В августе Неклюдова с сыном в Коктебеле, по писательской путевке. «Здесь вся “знать”… очень смешная сцена, когда он [поэт Леонид Мартынов] в столовой увидел Твардовского и, как-то странно подпрыгнув... с подобострастием ему поклонился». Через много лет Шаламов на законных основаниях насладится тамошним обществом и экскурсией по Дому-музею Максимилиана Волошина.

В декабрьском номере журнала «Сельская молодежь» усилиями Федота Сучкова напечатана подборка стихов, а Борис Слуцкий по неведению сватает Шаламова некоему магаданскому альманаху, которым заправляют уже знакомые ему провокаторы и отборная сволочь — таковы его успехи на издательском поприще.
Хроника блокады. Журнал «Знамя» предлагает ему написать серию очерков о Москве двадцатых годов. Шаламов с воодушевлением берется за работу и за неделю делает пять листов, но опубликованы — в другом журнале и в сокращенном виде — они будут только через четверть века, а полностью увидят свет уже в новом тысячелетии.

1963
Семь следующих лет — решающие для Шаламова. Репетиция этого прорыва к истине и в большую литературу состоялась семилетием раньше, во время недолгого пребывания Шаламова на седьмом литературном небе в обществе гостеприимного «нэбожителя», но этот неверный период послелагерной эйфории не оставил ему ни единомышленников, ни постоянной питательной литературной среды, ни авторитетных в этой среде знакомств, ни неподверженного капризам благосклонности или неприязни признания, ни ориентиров, достойных его дара и честолюбия. Да и сам Шаламов был не готов к прорыву — его полуоформленный опыт старого колымчанина только искал себя на дорогах слагающегося эпоса. Сейчас Шаламов движется в направлении всего этого, полный сил и уверенности в себе.

Вся его послелагерная биография — череда взлетов, перемежающихся крушениями и растерянностью, но каждый следующий взлет выше предшествующего, пока наконец вся концентрационная вселенная, пройденная душой от края до края, не оказывается во власти поэзии.
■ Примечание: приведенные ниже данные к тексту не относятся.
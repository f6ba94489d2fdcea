//! Key classification.
//!
//! Keys are identified by their legacy DOM key codes so hosts that only have a
//! numeric code can still drive the controller; terminal front ends build
//! [`Key`] values directly.

pub const TAB: u32 = 9;
pub const ENTER: u32 = 13;
pub const ESC: u32 = 27;
pub const SPACE: u32 = 32;
pub const LEFT: u32 = 37;
pub const UP: u32 = 38;
pub const RIGHT: u32 = 39;
pub const DOWN: u32 = 40;
pub const SHIFT: u32 = 16;
pub const CTRL: u32 = 17;
pub const ALT: u32 = 18;
pub const PAGE_UP: u32 = 33;
pub const PAGE_DOWN: u32 = 34;
pub const HOME: u32 = 36;
pub const END: u32 = 35;
pub const BACKSPACE: u32 = 8;
pub const DELETE: u32 = 46;
pub const COMMAND: u32 = 91;
const F1: u32 = 112;
const F12: u32 = 123;

#[derive(Debug, Clone, Copy, PartialEq, Eq, Hash)]
pub enum Key {
    Tab,
    Enter,
    Esc,
    Space,
    Left,
    Up,
    Right,
    Down,
    Shift,
    Ctrl,
    Alt,
    PageUp,
    PageDown,
    Home,
    End,
    Backspace,
    Delete,
    Command,
    /// F1..=F12.
    Function(u8),
    /// A printable character.
    Char(char),
    Other(u32),
}

impl Key {
    pub fn from_code(code: u32) -> Key {
        match code {
            TAB => Key::Tab,
            ENTER => Key::Enter,
            ESC => Key::Esc,
            SPACE => Key::Space,
            LEFT => Key::Left,
            UP => Key::Up,
            RIGHT => Key::Right,
            DOWN => Key::Down,
            SHIFT => Key::Shift,
            CTRL => Key::Ctrl,
            ALT => Key::Alt,
            PAGE_UP => Key::PageUp,
            PAGE_DOWN => Key::PageDown,
            HOME => Key::Home,
            END => Key::End,
            BACKSPACE => Key::Backspace,
            DELETE => Key::Delete,
            COMMAND => Key::Command,
            F1..=F12 => Key::Function((code - F1 + 1) as u8),
            other => Key::Other(other),
        }
    }

    /// Numeric key code; printable characters report their uppercase code point.
    pub fn code(self) -> u32 {
        match self {
            Key::Tab => TAB,
            Key::Enter => ENTER,
            Key::Esc => ESC,
            Key::Space => SPACE,
            Key::Left => LEFT,
            Key::Up => UP,
            Key::Right => RIGHT,
            Key::Down => DOWN,
            Key::Shift => SHIFT,
            Key::Ctrl => CTRL,
            Key::Alt => ALT,
            Key::PageUp => PAGE_UP,
            Key::PageDown => PAGE_DOWN,
            Key::Home => HOME,
            Key::End => END,
            Key::Backspace => BACKSPACE,
            Key::Delete => DELETE,
            Key::Command => COMMAND,
            Key::Function(n) => F1 + u32::from(n) - 1,
            Key::Char(c) => c.to_ascii_uppercase() as u32,
            Key::Other(code) => code,
        }
    }

    pub fn is_function_key(self) -> bool {
        matches!(self, Key::Function(1..=12))
    }

    pub fn is_vertical(self) -> bool {
        matches!(self, Key::Up | Key::Down)
    }

    /// Keys that move between tokens in multiple mode.
    pub fn is_horizontal(self) -> bool {
        matches!(self, Key::Left | Key::Right | Key::Backspace | Key::Delete)
    }
}

/// A key press plus the one modifier the controller cares about.
#[derive(Debug, Clone, Copy, PartialEq, Eq)]
pub struct KeyEvent {
    pub key: Key,
    /// Command/meta held.
    pub meta: bool,
}

impl KeyEvent {
    pub fn new(key: Key) -> Self {
        KeyEvent { key, meta: false }
    }

    pub fn with_meta(mut self, meta: bool) -> Self {
        self.meta = meta;
        self
    }

    pub fn is_control(&self) -> bool {
        self.meta || matches!(self.key, Key::Command | Key::Shift | Key::Ctrl | Key::Alt)
    }

    pub fn is_function_key(&self) -> bool {
        self.key.is_function_key()
    }
}

impl From<Key> for KeyEvent {
    fn from(key: Key) -> Self {
        KeyEvent::new(key)
    }
}

#[cfg(test)]
mod tests {
    use super::*;

    #[test]
    fn codes_map_both_ways() {
        for code in [8, 9, 13, 16, 17, 18, 27, 32, 33, 34, 35, 36, 37, 38, 39, 40, 46, 91, 112, 123] {
            assert_eq!(Key::from_code(code).code(), code, "{code}");
        }
        assert_eq!(Key::from_code(113), Key::Function(2));
        assert_eq!(Key::from_code(65), Key::Other(65));
        assert_eq!(Key::Char('a').code(), 65);
    }

    #[test]
    fn classification() {
        assert!(Key::Up.is_vertical() && Key::Down.is_vertical());
        assert!(!Key::Left.is_vertical());
        for k in [Key::Left, Key::Right, Key::Backspace, Key::Delete] {
            assert!(k.is_horizontal());
        }
        assert!(!Key::Tab.is_horizontal());
        assert!(Key::from_code(112).is_function_key());
        assert!(!Key::from_code(124).is_function_key());
    }

    #[test]
    fn control_includes_meta_modifier() {
        assert!(KeyEvent::new(Key::Shift).is_control());
        assert!(KeyEvent::new(Key::Char('x')).with_meta(true).is_control());
        assert!(!KeyEvent::new(Key::Char('x')).is_control());
    }
}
Его отношения с Солженицыным проистекают из естественной взаимной тяги друг к другу. Успех младшего товарища ослепителен, но непрочен. Эстетические и идейные разногласия, если идейные еще как-то артикулированы, не проявляют себя перед заступающим дорогу общим врагом — страшной советской машиной лжи и обуздания писательских честолюбий, низведения художника до служащего всеохватывающей зловонной бюрократической корпорации.
Шаламов, воспитанник спонтанности искусства начала века, ненавидит и презирает предписанное советскому писателю «черепашье», тщательно контролируемое, «со щепочки на щепочку», пайковое карьерное продвижение («Даже Пастернак не нарушает этой схемы. Но Солженицын нарушает»), кроме того, у него просто нет времени, годы и силы ушли на то, чтобы сделать карьеру лагерного фельдшера. Успех Солженицына вдохновляет его. Солженицын мыслит и действует, как настоящий художник: написал, издал, проснулся знаменитым. Поздняя запись в дневнике Шаламова проясняет его эволюцию в отношении Солженицына: «Москва двадцатых, но без меня, без моей фамилии». Звучит враждебно и осуждающе, но под осуждением таится и другой смысл. По рассказам самого же Шаламова, Москва двадцатых не столь уж плоха. Скверно то, что это отнюдь не Москва двадцатых, это протухшая послесталинская Москва шестидесятых годов, где авантюра художника, подняв пыль лихорадочных общественных ожиданий и черпая в них харизму, стремится вырасти в циклопическое учительство, сосредоточив в себе все подмены истины и искусства, как власть, которой оно противостоит, сосредоточила в себе все подмены политической мысли и институтов уничтоженного им революционного общества, и этим духом подмены, духом перерождения заражена вся советская жизнь, другой она себя просто не знает.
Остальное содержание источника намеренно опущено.